-- RECORDS TO USE follows --

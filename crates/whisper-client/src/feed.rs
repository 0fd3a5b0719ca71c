//! Message feed store.
//!
//! The ordered sequence of messages for one room. Two mutation sources:
//! a bulk replace when the history query lands, and single-item appends as
//! realtime inserts arrive.

use whisper_core::Message;

/// In-memory ordered message list for the active room.
///
/// Inserts arrive in commit order from a single upstream feed, so a tail
/// append preserves ascending creation-time order. There is no dedup or
/// reorder safeguard against transport redelivery, and no removal.
#[derive(Debug, Clone, Default)]
pub struct MessageFeed {
    messages: Vec<Message>,
}

impl MessageFeed {
    /// Create an empty feed.
    pub fn new() -> Self {
        Self::default()
    }

    /// Replace the whole feed with a pre-sorted history snapshot.
    pub fn replace(&mut self, history: Vec<Message>) {
        self.messages = history;
    }

    /// Append one realtime insert at the tail.
    pub fn append(&mut self, message: Message) {
        self.messages.push(message);
    }

    /// The current ordered sequence.
    pub fn messages(&self) -> &[Message] {
        &self.messages
    }

    /// Number of messages in the feed.
    pub fn len(&self) -> usize {
        self.messages.len()
    }

    /// Whether the feed is empty.
    pub fn is_empty(&self) -> bool {
        self.messages.is_empty()
    }
}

-- RECORDS TO USE concluded --

*TASK GOAL*. In the records above, locate the line that contains "feed is empty.". Repeat it and every line after it, exactly, and nothing else.

*SOLUTION FOR THIS PROBLEM*.
    /// Whether the feed is empty.
    pub fn is_empty(&self) -> bool {
        self.messages.is_empty()
    }
}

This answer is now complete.